Nitrogen incorporation in plants requires the nitrate reductase (NR)-catalyzed reduction of nitrate to nitrite; light is an indirect catalyst for the de-phosphorylation/activation of NR (Lillo et al., 2004, pp. 1275–1277), with plant-sugar level functioning as a direct catalyst (Kaiser & Huber, 2001, p. 1984).
Glucocorticoid (GC) binding to its receptor engenders receptor phosphorylation, facilitating this complex's movement into the nucleus, where it functions as a transcription factor (Gupta et al., 2007). As with the BR-mediated influence just discussed, I consider GC's influence on phosphorylation here to be non-genetic. Steroid hormones are not direct products of genes, and even though gene-associated proteins are needed for GC synthesis, GCs can, in negative-feedback fashion, down-regulate plasma levels of two of them, corticotrophin-releasing factor (CRH) and adrenocorticotropic hormone (ACTH) (Oakley & Cidlowski, 2013, p. 1033). Additionally, bloodstream GC levels vary in circadian fashion (Chung et al., 2011b), this suggesting a role for day/night cycling in the regulation of GC synthesis. Finally, different types of stress trigger CRH and concomitant GC synthesis (Chung et al., 2011b, p. 583).

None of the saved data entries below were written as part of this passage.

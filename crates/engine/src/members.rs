//! Crew members: the owners of salary records.

use sea_orm::{ActiveValue, entity::prelude::*};
use serde::{Deserialize, Serialize};
use uuid::Uuid;

#[derive(Clone, Debug, PartialEq, Eq, Serialize, Deserialize)]
pub struct Member {
    pub id: Uuid,
    pub full_name: String,
    pub role: String,
    pub active: bool,
}

#[derive(Clone, Debug, PartialEq, Eq, DeriveEntityModel)]
#[sea_orm(table_name = "members")]
pub struct Model {
    #[sea_orm(primary_key, auto_increment = false)]
    pub id: Uuid,
    pub full_name: String,
    pub role: String,
    pub active: bool,
}

#[derive(Copy, Clone, Debug, EnumIter, DeriveRelation)]
pub enum Relation {
    #[sea_orm(has_many = "super::salaries::Entity")]
    Salaries,
}

impl Related<super::salaries::Entity> for Entity {
    fn to() -> RelationDef {
        Relation::Salaries.def()
    }
}

impl ActiveModelBehavior for ActiveModel {}

impl From<Model> for Member {
    fn from(model: Model) -> Self {
        Self {
            id: model.id,
            full_name: model.full_name,
            role: model.role,
            active: model.active,
        }
    }
}

impl From<&Member> for ActiveModel {
    fn from(value: &Member) -> Self {
        Self {
            id: ActiveValue::Set(value.id),
            full_name: ActiveValue::Set(value.full_name.clone()),
            role: ActiveValue::Set(value.role.clone()),
            active: ActiveValue::Set(value.active),
        }
    }
}
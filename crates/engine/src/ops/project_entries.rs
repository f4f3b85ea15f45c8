use chrono::Utc;
use uuid::Uuid;

use sea_orm::{DatabaseTransaction, QueryFilter, QueryOrder, TransactionTrait, prelude::*};

use crate::{
    ActivityKind, EngineError, MirrorSide, ProjectEntry, ProjectEntryNew, ProjectExpense,
    ProjectExpenseNew, ProjectExpensePatch, ProjectIncome, ProjectIncomeNew, ProjectIncomePatch,
    ResultEngine, project_expenses, project_incomes, projects,
};

use super::{
    Engine, activity::record_activity, best_effort, normalize_required_text,
    sync::{self, FinanceLink, MirrorChange, SyncAction, Synced},
    with_tx,
};

fn validate_new<S>(cmd: &ProjectEntryNew<S>, label: &str) -> ResultEngine<String> {
    let category = normalize_required_text(&cmd.category, "category")?;
    if !cmd.amount.is_positive() {
        return Err(EngineError::Validation(format!(
            "{label} amount must be positive, got {}",
            cmd.amount
        )));
    }
    Ok(category)
}

fn build_entry<S: MirrorSide>(cmd: ProjectEntryNew<S>, category: String) -> ProjectEntry<S> {
    let now = Utc::now();
    ProjectEntry {
        id: Uuid::new_v4(),
        project_id: cmd.project_id,
        date: cmd.date,
        category,
        description: cmd.description.trim().to_string(),
        amount: cmd.amount,
        status: cmd.status,
        finance_id: None,
        created_at: now,
        updated_at: now,
    }
}

fn activity_text<S>(record: &ProjectEntry<S>) -> String {
    format!("{} - {}", record.category, record.amount)
}

/// Mirrors `$record` into the ledger and stores the link on its row.
macro_rules! link_new_mirror {
    ($sp:expr, $module:ident, $record:expr) => {{
        let record = $record;
        let finance_id = sync::create_mirror($sp, record).await?;
        <$module::ActiveModel as FinanceLink>::link(record.id, Some(finance_id))
            .update($sp)
            .await?;
        Ok(finance_id)
    }};
}

/// Generates create/update/delete/read methods for one side of the project
/// books. Every write that settles, edits or unsettles a record drives its
/// ledger mirror.
macro_rules! impl_project_entry_ops {
    (
        label: $label:literal,
        entity: $module:ident,
        record: $record:ty,
        new: $new:ty,
        patch: $patch:ty,
        activity: $activity:expr,
        create: $create:ident,
        update: $update:ident,
        delete: $delete:ident,
        get: $get:ident,
        require: $require:ident,
        list: $list:ident,
        list_all: $list_all:ident $(,)?
    ) => {
        /// Records a new entry. A settled entry is mirrored into the ledger.
        pub async fn $create(&self, cmd: $new) -> ResultEngine<Synced<$record>> {
            let category = validate_new(&cmd, $label)?;
            with_tx!(self, |db_tx| {
                projects::Entity::find_by_id(cmd.project_id)
                    .one(&db_tx)
                    .await?
                    .ok_or_else(|| projects::not_found(cmd.project_id))?;

                let mut record: $record = build_entry(cmd, category);
                $module::ActiveModel::from(&record).insert(&db_tx).await?;

                let mut warnings = Vec::new();
                if record.is_settled() {
                    match best_effort!(db_tx, SyncAction::CreateMirror, |sp| {
                        link_new_mirror!(&sp, $module, &record)
                    }) {
                        Ok(finance_id) => record.finance_id = Some(finance_id),
                        Err(warning) => warnings.push(warning),
                    }
                }

                record_activity(
                    &db_tx,
                    $activity,
                    concat!("New project ", $label),
                    &activity_text(&record),
                )
                .await;
                Ok(Synced::new(record, warnings))
            })
        }

        /// Applies `patch` and brings the ledger mirror in line with the
        /// transition from the stored state to the patched one.
        pub async fn $update(&self, id: Uuid, patch: $patch) -> ResultEngine<Synced<$record>> {
            with_tx!(self, |db_tx| {
                let before = self.$require(&db_tx, id).await?;
                let mut record = before.clone();
                patch.apply_to(&mut record);
                record.updated_at = Utc::now();
                $module::ActiveModel::from(&record).update(&db_tx).await?;

                let mut warnings = Vec::new();
                match sync::mirror_change(&before, &record) {
                    MirrorChange::Keep => {}
                    MirrorChange::Create => {
                        match best_effort!(db_tx, SyncAction::CreateMirror, |sp| {
                            link_new_mirror!(&sp, $module, &record)
                        }) {
                            Ok(finance_id) => record.finance_id = Some(finance_id),
                            Err(warning) => warnings.push(warning),
                        }
                    }
                    MirrorChange::Refresh(finance_id) => {
                        if let Err(warning) = best_effort!(db_tx, SyncAction::RefreshMirror, |sp| {
                            sync::refresh_mirror(&sp, finance_id, &record).await
                        }) {
                            warnings.push(warning);
                        }
                    }
                    MirrorChange::Remove(finance_id) => {
                        match best_effort!(db_tx, SyncAction::RemoveMirror, |sp| {
                            sync::remove_mirror(&sp, finance_id).await?;
                            <$module::ActiveModel as FinanceLink>::link(record.id, None)
                                .update(&sp)
                                .await?;
                            Ok(())
                        }) {
                            Ok(()) => record.finance_id = None,
                            Err(warning) => warnings.push(warning),
                        }
                    }
                }

                record_activity(
                    &db_tx,
                    $activity,
                    concat!("Project ", $label, " updated"),
                    &activity_text(&record),
                )
                .await;
                Ok(Synced::new(record, warnings))
            })
        }

        /// Deletes the entry only. Its ledger mirror, if any, stays in the
        /// ledger untouched.
        pub async fn $delete(&self, id: Uuid) -> ResultEngine<()> {
            with_tx!(self, |db_tx| {
                let record = self.$require(&db_tx, id).await?;
                $module::Entity::delete_by_id(id).exec(&db_tx).await?;
                record_activity(
                    &db_tx,
                    $activity,
                    concat!("Project ", $label, " deleted"),
                    &activity_text(&record),
                )
                .await;
                Ok(())
            })
        }

        async fn $require(&self, db_tx: &DatabaseTransaction, id: Uuid) -> ResultEngine<$record> {
            let model = $module::Entity::find_by_id(id)
                .one(db_tx)
                .await?
                .ok_or_else(|| EngineError::KeyNotFound(format!(concat!("project ", $label, " {}"), id)))?;
            <$record>::try_from(model)
        }

        pub async fn $get(&self, id: Uuid) -> ResultEngine<$record> {
            with_tx!(self, |db_tx| self.$require(&db_tx, id).await)
        }

        /// Entries of one project, newest first.
        pub async fn $list(&self, project_id: Uuid) -> ResultEngine<Vec<$record>> {
            with_tx!(self, |db_tx| {
                let models = $module::Entity::find()
                    .filter($module::Column::ProjectId.eq(project_id))
                    .order_by_desc($module::Column::Date)
                    .order_by_desc($module::Column::CreatedAt)
                    .all(&db_tx)
                    .await?;
                models
                    .into_iter()
                    .map(<$record>::try_from)
                    .collect::<ResultEngine<Vec<_>>>()
            })
        }

        /// Entries of every project, newest first.
        pub async fn $list_all(&self) -> ResultEngine<Vec<$record>> {
            with_tx!(self, |db_tx| {
                let models = $module::Entity::find()
                    .order_by_desc($module::Column::Date)
                    .order_by_desc($module::Column::CreatedAt)
                    .all(&db_tx)
                    .await?;
                models
                    .into_iter()
                    .map(<$record>::try_from)
                    .collect::<ResultEngine<Vec<_>>>()
            })
        }
    };
}

impl Engine {
    impl_project_entry_ops!(
        label: "income",
        entity: project_incomes,
        record: ProjectIncome,
        new: ProjectIncomeNew,
        patch: ProjectIncomePatch,
        activity: ActivityKind::Income,
        create: create_project_income,
        update: update_project_income,
        delete: delete_project_income,
        get: project_income,
        require: require_project_income,
        list: project_incomes,
        list_all: all_project_incomes,
    );

    impl_project_entry_ops!(
        label: "expense",
        entity: project_expenses,
        record: ProjectExpense,
        new: ProjectExpenseNew,
        patch: ProjectExpensePatch,
        activity: ActivityKind::Expense,
        create: create_project_expense,
        update: update_project_expense,
        delete: delete_project_expense,
        get: project_expense,
        require: require_project_expense,
        list: project_expenses,
        list_all: all_project_expenses,
    );
}
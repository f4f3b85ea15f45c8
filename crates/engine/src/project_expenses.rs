//! `project_expenses` table.

use sea_orm::{ActiveValue, entity::prelude::*};
use uuid::Uuid;

use crate::{EngineError, ExpenseStatus, Money, ProjectExpense};

#[derive(Clone, Debug, PartialEq, DeriveEntityModel)]
#[sea_orm(table_name = "project_expenses")]
pub struct Model {
    #[sea_orm(primary_key, auto_increment = false)]
    pub id: Uuid,
    pub project_id: Uuid,
    pub date: Date,
    pub category: String,
    pub description: String,
    pub amount_minor: i64,
    pub status: String,
    pub finance_id: Option<Uuid>,
    pub created_at: DateTimeUtc,
    pub updated_at: DateTimeUtc,
}

#[derive(Copy, Clone, Debug, EnumIter, DeriveRelation)]
pub enum Relation {
    #[sea_orm(
        belongs_to = "super::projects::Entity",
        from = "Column::ProjectId",
        to = "super::projects::Column::Id",
        on_update = "NoAction",
        on_delete = "Cascade"
    )]
    Project,
}

impl Related<super::projects::Entity> for Entity {
    fn to() -> RelationDef {
        Relation::Project.def()
    }
}

impl ActiveModelBehavior for ActiveModel {}

impl TryFrom<Model> for ProjectExpense {
    type Error = EngineError;

    fn try_from(model: Model) -> Result<Self, Self::Error> {
        Ok(Self {
            id: model.id,
            project_id: model.project_id,
            date: model.date,
            category: model.category,
            description: model.description,
            amount: Money::new(model.amount_minor),
            status: ExpenseStatus::try_from(model.status.as_str())?,
            finance_id: model.finance_id,
            created_at: model.created_at,
            updated_at: model.updated_at,
        })
    }
}

impl From<&ProjectExpense> for ActiveModel {
    fn from(value: &ProjectExpense) -> Self {
        Self {
            id: ActiveValue::Set(value.id),
            project_id: ActiveValue::Set(value.project_id),
            date: ActiveValue::Set(value.date),
            category: ActiveValue::Set(value.category.clone()),
            description: ActiveValue::Set(value.description.clone()),
            amount_minor: ActiveValue::Set(value.amount.minor()),
            status: ActiveValue::Set(value.status.as_str().to_string()),
            finance_id: ActiveValue::Set(value.finance_id),
            created_at: ActiveValue::Set(value.created_at),
            updated_at: ActiveValue::Set(value.updated_at),
        }
    }
}
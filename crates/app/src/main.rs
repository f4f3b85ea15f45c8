use clap::Parser;
use migration::{Migrator, MigratorTrait};
use settings::Database;

mod settings;

#[tokio::main]
async fn main() -> Result<(), Box<dyn std::error::Error + Send + Sync>> {
    let cli = settings::Cli::parse();
    let settings = settings::Settings::new(&cli)?;

    tracing_subscriber::fmt()
        .with_env_filter(format!(
            "sitedesk={level},server={level},engine={level}",
            level = settings.app.level
        ))
        .init();

    let server = settings.server;
    tracing::info!("Found server settings...");
    let db = parse_database(&server.database).await?;
    let engine = engine::Engine::builder().database(db).build().await?;

    let bind = server.bind.unwrap_or_else(|| "127.0.0.1".to_string());
    let addr = format!("{}:{}", bind, server.port);
    let listener = tokio::net::TcpListener::bind(addr).await?;
    server::run_with_listener(engine, listener).await?;

    Ok(())
}

async fn parse_database(
    config: &settings::Database,
) -> Result<sea_orm::DatabaseConnection, Box<dyn std::error::Error + Send + Sync>> {
    let url = match config {
        Database::Memory => String::from("sqlite::memory:"),
        Database::Sqlite(path) => format!("sqlite:{}?mode=rwc", path),
    };

    let database = sea_orm::Database::connect(url).await?;
    Migrator::up(&database, None).await?;
    Ok(database)
}
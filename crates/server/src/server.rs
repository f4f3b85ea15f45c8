use axum::{
    Router,
    routing::{get, post},
};

use std::sync::Arc;

use crate::{activities, ledger, payroll, project_entries, projects};
use engine::Engine;

#[derive(Clone)]
pub struct ServerState {
    pub engine: Arc<Engine>,
}

/// Every route of the API. Callers are not authenticated.
pub fn router(engine: Engine) -> Router {
    let state = ServerState {
        engine: Arc::new(engine),
    };

    Router::new()
        .route("/ledger", get(ledger::list).post(ledger::create))
        .route("/ledger/totals", get(ledger::totals))
        .route("/ledger/monthly", get(ledger::monthly))
        .route(
            "/ledger/{id}",
            get(ledger::get).put(ledger::update).delete(ledger::delete),
        )
        .route("/projects", get(projects::list).post(projects::create))
        .route("/projects/{id}", get(projects::get))
        .route("/projects/{id}/summary", get(projects::summary))
        .route(
            "/projects/{id}/incomes",
            get(project_entries::incomes::list).post(project_entries::incomes::create),
        )
        .route(
            "/projects/{id}/expenses",
            get(project_entries::expenses::list).post(project_entries::expenses::create),
        )
        .route("/incomes", get(project_entries::incomes::list_all))
        .route(
            "/incomes/{id}",
            get(project_entries::incomes::get)
                .patch(project_entries::incomes::update)
                .delete(project_entries::incomes::delete),
        )
        .route("/expenses", get(project_entries::expenses::list_all))
        .route(
            "/expenses/{id}",
            get(project_entries::expenses::get)
                .patch(project_entries::expenses::update)
                .delete(project_entries::expenses::delete),
        )
        .route("/members", get(payroll::members).post(payroll::member_new))
        .route("/members/{id}", get(payroll::member))
        .route(
            "/members/{id}/salaries",
            get(payroll::salaries).post(payroll::salary_new),
        )
        .route(
            "/salaries/{id}",
            get(payroll::salary)
                .patch(payroll::salary_update)
                .delete(payroll::salary_delete),
        )
        .route("/salaries/{id}/recalculate", post(payroll::recalculate))
        .route("/salaries/{id}/details", get(payroll::details))
        .route("/salaries/{id}/kasbons", get(payroll::kasbons))
        .route("/salary-details", post(payroll::detail_new))
        .route(
            "/salary-details/{id}",
            get(payroll::detail)
                .put(payroll::detail_update)
                .delete(payroll::detail_delete),
        )
        .route("/kasbons", post(payroll::kasbon_new))
        .route(
            "/kasbons/{id}",
            get(payroll::kasbon)
                .put(payroll::kasbon_update)
                .delete(payroll::kasbon_delete),
        )
        .route("/activities", get(activities::recent))
        .with_state(state)
}

pub async fn run_with_listener(
    engine: Engine,
    listener: tokio::net::TcpListener,
) -> Result<(), std::io::Error> {
    let addr = listener.local_addr()?;
    tracing::info!("Server listening on {}", addr);

    axum::serve(listener, router(engine)).await
}
impl Engine {
    /// Registers a crew member.
    pub async fn new_member(&self, cmd: MemberNew) -> ResultEngine<Member> {
        let full_name = normalize_required_text(&cmd.full_name, "member name")?;
        with_tx!(self, |db_tx| {
            let member = Member {
                id: Uuid::new_v4(),
                full_name,
                role: cmd.role.trim().to_string(),
                active: cmd.active,
            };
            members::ActiveModel::from(&member).insert(&db_tx).await?;
            record_activity(
                &db_tx,
                ActivityKind::Member,
                "New member",
                &format!("{} joined as {}", member.full_name, member.role),
            )
            .await;
            Ok(member)
        })
    }

    pub async fn member(&self, id: Uuid) -> ResultEngine<Member> {
        with_tx!(self, |db_tx| require_member(&db_tx, id).await)
    }

    /// Every member, by name.
    pub async fn members(&self) -> ResultEngine<Vec<Member>> {
        with_tx!(self, |db_tx| {
            let models = members::Entity::find()
                .order_by_asc(members::Column::FullName)
                .all(&db_tx)
                .await?;
            Ok(models.into_iter().map(Member::from).collect())
        })
    }

    /// Opens a salary for `member_id`. Figures start at zero.
    pub async fn create_salary(&self, member_id: Uuid, cmd: SalaryNew) -> ResultEngine<Salary> {
        let status = match cmd.status.as_deref() {
            Some(status) => normalize_status(status)?,
            None => salaries::DEFAULT_STATUS.to_string(),
        };
        with_tx!(self, |db_tx| {
            let member = require_member(&db_tx, member_id).await?;
            let salary = Salary::new(member.id, cmd.month, status, cmd.documents);
            salaries::ActiveModel::from(&salary).insert(&db_tx).await?;
            record_activity(
                &db_tx,
                ActivityKind::Update,
                "Salary opened",
                &format!("Salary {} for {}", salary.month, member.full_name),
            )
            .await;
            Ok(salary)
        })
    }

    /// Changes the month, status or documents of a salary.
    pub async fn update_salary(&self, id: Uuid, patch: SalaryPatch) -> ResultEngine<Salary> {
        let status = patch.status.as_deref().map(normalize_status).transpose()?;
        with_tx!(self, |db_tx| {
            let mut salary = require_salary(&db_tx, id).await?;
            if let Some(month) = patch.month {
                salary.month = month;
            }
            if let Some(status) = status {
                salary.status = status;
            }
            if let Some(documents) = patch.documents {
                salary.documents = documents;
            }
            salary.updated_at = Utc::now();
            salaries::ActiveModel::from(&salary).update(&db_tx).await?;

            let owner = salary_owner_text(&db_tx, salary.id).await?;
            record_activity(&db_tx, ActivityKind::Update, "Salary updated", &owner).await;
            Ok(salary)
        })
    }

    /// Deletes a salary together with its detail lines and kasbons.
    pub async fn delete_salary(&self, id: Uuid) -> ResultEngine<()> {
        with_tx!(self, |db_tx| {
            let owner = salary_owner_text(&db_tx, id).await?;
            salary_details::Entity::delete_many()
                .filter(salary_details::Column::SalaryId.eq(id))
                .exec(&db_tx)
                .await?;
            kasbons::Entity::delete_many()
                .filter(kasbons::Column::SalaryId.eq(id))
                .exec(&db_tx)
                .await?;
            salaries::Entity::delete_by_id(id).exec(&db_tx).await?;
            record_activity(&db_tx, ActivityKind::Expense, "Salary deleted", &owner).await;
            Ok(())
        })
    }

    pub async fn salary(&self, id: Uuid) -> ResultEngine<Salary> {
        with_tx!(self, |db_tx| require_salary(&db_tx, id).await)
    }

    /// Salaries of one member, newest first.
    pub async fn salaries_for_member(&self, member_id: Uuid) -> ResultEngine<Vec<Salary>> {
        with_tx!(self, |db_tx| {
            require_member(&db_tx, member_id).await?;
            let models = salaries::Entity::find()
                .filter(salaries::Column::MemberId.eq(member_id))
                .order_by_desc(salaries::Column::CreatedAt)
                .all(&db_tx)
                .await?;
            let mut items = models
                .into_iter()
                .map(Salary::try_from)
                .collect::<ResultEngine<Vec<_>>>()?;
            items.sort_by(|a, b| b.month.cmp(&a.month));
            Ok(items)
        })
    }

    /// Recomputes gross, loan and net of a salary from its children.
    ///
    /// Idempotent: without intervening writes a second call yields the same
    /// figures.
    pub async fn recalculate_salary(&self, id: Uuid) -> ResultEngine<SalaryFigures> {
        with_tx!(self, |db_tx| recalculate(&db_tx, id).await)
    }

    pub async fn create_salary_detail(&self, cmd: SalaryDetailCmd) -> ResultEngine<SalaryDetail> {
        validate_detail(&cmd)?;
        with_tx!(self, |db_tx| {
            require_salary(&db_tx, cmd.salary_id).await?;
            let detail = SalaryDetail {
                id: Uuid::new_v4(),
                salary_id: cmd.salary_id,
                date: cmd.date,
                hours: cmd.hours,
                rate_per_hour: cmd.rate_per_hour,
                note: cmd.note.trim().to_string(),
            };
            detail.line_total()?;
            salary_details::ActiveModel::from(&detail).insert(&db_tx).await?;
            recalculate(&db_tx, detail.salary_id).await?;

            let owner = salary_owner_text(&db_tx, detail.salary_id).await?;
            record_activity(
                &db_tx,
                ActivityKind::Income,
                "Salary detail added",
                &format!("{owner}: {}", detail.note),
            )
            .await;
            Ok(detail)
        })
    }

    /// Replaces a detail line. Moving it to another salary recalculates both.
    pub async fn update_salary_detail(
        &self,
        id: Uuid,
        cmd: SalaryDetailCmd,
    ) -> ResultEngine<SalaryDetail> {
        validate_detail(&cmd)?;
        with_tx!(self, |db_tx| {
            let stored = require_detail(&db_tx, id).await?;
            if stored.salary_id != cmd.salary_id {
                require_salary(&db_tx, cmd.salary_id).await?;
            }
            let detail = SalaryDetail {
                id,
                salary_id: cmd.salary_id,
                date: cmd.date,
                hours: cmd.hours,
                rate_per_hour: cmd.rate_per_hour,
                note: cmd.note.trim().to_string(),
            };
            detail.line_total()?;
            salary_details::ActiveModel::from(&detail).update(&db_tx).await?;
            recalculate_owners(&db_tx, stored.salary_id, detail.salary_id).await?;

            let owner = salary_owner_text(&db_tx, detail.salary_id).await?;
            record_activity(
                &db_tx,
                ActivityKind::Update,
                "Salary detail updated",
                &format!("{owner}: {}", detail.note),
            )
            .await;
            Ok(detail)
        })
    }

    /// Deletes a detail line and recalculates the salary that owned it.
    pub async fn delete_salary_detail(&self, id: Uuid) -> ResultEngine<()> {
        with_tx!(self, |db_tx| {
            let detail = require_detail(&db_tx, id).await?;
            let salary_id = detail.salary_id;
            salary_details::Entity::delete_by_id(id).exec(&db_tx).await?;
            recalculate(&db_tx, salary_id).await?;

            let owner = salary_owner_text(&db_tx, salary_id).await?;
            record_activity(
                &db_tx,
                ActivityKind::Expense,
                "Salary detail deleted",
                &format!("{owner}: {}", detail.note),
            )
            .await;
            Ok(())
        })
    }

    pub async fn salary_detail(&self, id: Uuid) -> ResultEngine<SalaryDetail> {
        with_tx!(self, |db_tx| require_detail(&db_tx, id).await)
    }

    /// Detail lines of a salary, oldest first.
    pub async fn salary_details(&self, salary_id: Uuid) -> ResultEngine<Vec<SalaryDetail>> {
        with_tx!(self, |db_tx| {
            require_salary(&db_tx, salary_id).await?;
            details_of(&db_tx, salary_id).await
        })
    }

    pub async fn create_kasbon(&self, cmd: KasbonCmd) -> ResultEngine<Kasbon> {
        validate_kasbon(&cmd)?;
        with_tx!(self, |db_tx| {
            require_salary(&db_tx, cmd.salary_id).await?;
            let kasbon = Kasbon {
                id: Uuid::new_v4(),
                salary_id: cmd.salary_id,
                date: cmd.date,
                amount: cmd.amount,
                note: cmd.note.trim().to_string(),
            };
            kasbons::ActiveModel::from(&kasbon).insert(&db_tx).await?;
            recalculate(&db_tx, kasbon.salary_id).await?;

            let owner = salary_owner_text(&db_tx, kasbon.salary_id).await?;
            record_activity(
                &db_tx,
                ActivityKind::Income,
                "Kasbon created",
                &format!("Kasbon {} for {owner}", kasbon.amount),
            )
            .await;
            Ok(kasbon)
        })
    }

    /// Replaces a kasbon. Moving it to another salary recalculates both.
    pub async fn update_kasbon(&self, id: Uuid, cmd: KasbonCmd) -> ResultEngine<Kasbon> {
        validate_kasbon(&cmd)?;
        with_tx!(self, |db_tx| {
            let stored = require_kasbon(&db_tx, id).await?;
            if stored.salary_id != cmd.salary_id {
                require_salary(&db_tx, cmd.salary_id).await?;
            }
            let kasbon = Kasbon {
                id,
                salary_id: cmd.salary_id,
                date: cmd.date,
                amount: cmd.amount,
                note: cmd.note.trim().to_string(),
            };
            kasbons::ActiveModel::from(&kasbon).update(&db_tx).await?;
            recalculate_owners(&db_tx, stored.salary_id, kasbon.salary_id).await?;

            let owner = salary_owner_text(&db_tx, kasbon.salary_id).await?;
            record_activity(
                &db_tx,
                ActivityKind::Update,
                "Kasbon updated",
                &format!("Kasbon {} for {owner}", kasbon.amount),
            )
            .await;
            Ok(kasbon)
        })
    }

    /// Deletes a kasbon and recalculates the salary that owned it.
    pub async fn delete_kasbon(&self, id: Uuid) -> ResultEngine<()> {
        with_tx!(self, |db_tx| {
            let kasbon = require_kasbon(&db_tx, id).await?;
            let salary_id = kasbon.salary_id;
            kasbons::Entity::delete_by_id(id).exec(&db_tx).await?;
            recalculate(&db_tx, salary_id).await?;

            let owner = salary_owner_text(&db_tx, salary_id).await?;
            record_activity(
                &db_tx,
                ActivityKind::Expense,
                "Kasbon deleted",
                &format!("Kasbon {} for {owner}", kasbon.amount),
            )
            .await;
            Ok(())
        })
    }

    pub async fn kasbon(&self, id: Uuid) -> ResultEngine<Kasbon> {
        with_tx!(self, |db_tx| require_kasbon(&db_tx, id).await)
    }

    /// Kasbons of a salary, oldest first.
    pub async fn kasbons(&self, salary_id: Uuid) -> ResultEngine<Vec<Kasbon>> {
        with_tx!(self, |db_tx| {
            require_salary(&db_tx, salary_id).await?;
            kasbons_of(&db_tx, salary_id).await
        })
    }
}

The cytoplasmic moiety of a B2 adrenergic receptor must be phosphorylated for receptor coupling to occur, and prior palmitoylation of the cytoplasmic moiety is required for phosphorylation (Chini & Parenti, 2009, p. 374). Although the information stored in the receptor's biocynthetic gene is necessary for synthesis of this protein, it would seem apparent that knowledge of when to attach a palmitic acid to the receptor, and when not to, would have to reside elsewhere than in that gene.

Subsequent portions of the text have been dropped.